(EXERCISE MATERIALS begins)
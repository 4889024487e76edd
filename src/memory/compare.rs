use std::cmp::Ordering;

use regex::RegexBuilder;

use crate::types::RowValues;

fn numeric(value: &RowValues) -> Option<f64> {
    match value {
        RowValues::Int(i) => Some(*i as f64),
        RowValues::Float(f) => Some(*f),
        RowValues::Bool(b) => Some(f64::from(u8::from(*b))),
        RowValues::Text(s) => s.trim().parse::<f64>().ok(),
        RowValues::Null | RowValues::Blob(_) => None,
    }
}

fn textual(value: &RowValues) -> String {
    match value {
        RowValues::Int(i) => i.to_string(),
        RowValues::Float(f) => f.to_string(),
        RowValues::Text(s) => s.clone(),
        RowValues::Bool(b) => u8::from(*b).to_string(),
        RowValues::Null => String::new(),
        RowValues::Blob(bytes) => String::from_utf8_lossy(bytes).into_owned(),
    }
}

/// Loose ordering: numbers and numeric strings compare as numbers, everything else as text.
///
/// NULL only equals NULL and is unordered against anything else.
pub(crate) fn loose_cmp(left: &RowValues, right: &RowValues) -> Option<Ordering> {
    match (left, right) {
        (RowValues::Null, RowValues::Null) => Some(Ordering::Equal),
        (RowValues::Null, _) | (_, RowValues::Null) => None,
        _ => match (numeric(left), numeric(right)) {
            (Some(l), Some(r)) => l.partial_cmp(&r),
            _ => Some(textual(left).cmp(&textual(right))),
        },
    }
}

pub(crate) fn loose_eq(left: &RowValues, right: &RowValues) -> bool {
    loose_cmp(left, right) == Some(Ordering::Equal)
}

/// SQL `LIKE`: `%` matches any run, `_` one character, case-insensitive.
pub(crate) fn like(value: &RowValues, pattern: &RowValues) -> bool {
    if value.is_null() || pattern.is_null() {
        return false;
    }
    let mut translated = String::from("^");
    for ch in textual(pattern).chars() {
        match ch {
            '%' => translated.push_str(".*"),
            '_' => translated.push('.'),
            other => translated.push_str(&regex::escape(other.encode_utf8(&mut [0; 4]))),
        }
    }
    translated.push('$');
    RegexBuilder::new(&translated)
        .case_insensitive(true)
        .dot_matches_new_line(true)
        .build()
        .is_ok_and(|re| re.is_match(&textual(value)))
}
(EXERCISE MATERIALS ends)
- [WORK REQUEST] Pull every line containing "numeric" out of the entries.

- [EXERCISE OUTPUT]
fn numeric(value: &RowValues) -> Option<f64> {
/// Loose ordering: numbers and numeric strings compare as numbers, everything else as text.
        _ => match (numeric(left), numeric(right)) {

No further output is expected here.